Burning Question: Are Some Cursed TV Stars Certified Show-Killers? (We’re Looking at You, Jerry O’Connell)

Why do some stars, such as Jerry O'Connell, keep getting cast in shows that don't last? Is there really such a thing as an actor who's a "show killer"?


No no no. Just no.

I don't care how many dweebs want to label Summer Glau as series poison just because some of her projects — "Firefly," "Dollhouse," "Terminator: The Sarah Connor Chronicles" — failed to thrive. I don't particularly like Alex O'Loughlin, but I'm not blaming him for the short lives of "Moonlight" or "Three Rivers." (He's now doing fine on "Hawaii Five-0.")

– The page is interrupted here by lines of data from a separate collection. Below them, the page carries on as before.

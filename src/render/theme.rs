//! Fixed visual theme and HTML card templates.
//!
//! Three 1080x1080 cards are produced per rotation: the quote card, the
//! value-name card and the value-description card. Colors and typography are
//! deliberately constant so every post carries the same branding.

use crate::model::{CoreValue, Quote};
use html_escape::encode_text;

pub const CARD_SIZE: u32 = 1080;

const BACKGROUND: &str = "#10151f";
const ACCENT: &str = "#e8b34b";
const FOREGROUND: &str = "#f4f1ea";
const FONT_STACK: &str = "'Georgia', 'Times New Roman', serif";

fn card(body: &str) -> String {
    format!(
        r#"<!DOCTYPE html>
<html><head><meta charset="utf-8"><style>
html, body {{ margin: 0; padding: 0; }}
.card {{
  width: {size}px; height: {size}px; box-sizing: border-box;
  display: flex; flex-direction: column; justify-content: center;
  padding: 96px; background: {bg}; color: {fg};
  font-family: {font};
}}
.rule {{ width: 120px; border-top: 6px solid {accent}; margin-bottom: 48px; }}
.kicker {{ color: {accent}; font-size: 34px; letter-spacing: 6px; text-transform: uppercase; margin-bottom: 32px; }}
.title {{ font-size: 110px; line-height: 1.1; }}
.quote {{ font-size: 64px; line-height: 1.35; font-style: italic; }}
.body {{ font-size: 52px; line-height: 1.4; }}
.attribution {{ color: {accent}; font-size: 40px; margin-top: 56px; }}
</style></head>
<body><div class="card">{body}</div></body></html>
"#,
        size = CARD_SIZE,
        bg = BACKGROUND,
        fg = FOREGROUND,
        accent = ACCENT,
        font = FONT_STACK,
        body = body,
    )
}

pub fn quote_card_html(quote: &Quote) -> String {
    let body = format!(
        r#"<div class="rule"></div><div class="quote">&ldquo;{}&rdquo;</div><div class="attribution">&mdash; {}</div>"#,
        encode_text(&quote.text),
        encode_text(&quote.author),
    );
    card(&body)
}

pub fn value_name_card_html(value: &CoreValue) -> String {
    let body = format!(
        r#"<div class="kicker">Core Value</div><div class="rule"></div><div class="title">{}</div>"#,
        encode_text(&value.name),
    );
    card(&body)
}

pub fn value_description_card_html(value: &CoreValue) -> String {
    let body = format!(
        r#"<div class="kicker">{}</div><div class="rule"></div><div class="body">{}</div>"#,
        encode_text(&value.name),
        encode_text(&value.description),
    );
    card(&body)
}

Or consider Blair Underwood. His latest endeavor, "Ironside," became the latest casualty of the fall season, dispatched after just three episodes. His résumé is chock-full of major disappointments ("Ironside," "The Event," "Fatherhood," "LAX," "City of Angels," "High Incident"). But how do you account for the long-running hits in which he either starred ("L.A. Law, "The New Adventures of Old Christine") or had a significant storyline ("Sex and the City")?

Of course, poor Jerry O'Connell does seem to have a shaky recent history on TV, thanks to bombs like "The Defenders" and "We Are Men," the latter of which was deep-sixed this season after only two outings.

But labeling an actor as a show-killer is just lazy. And it isn't even a real phenomenon.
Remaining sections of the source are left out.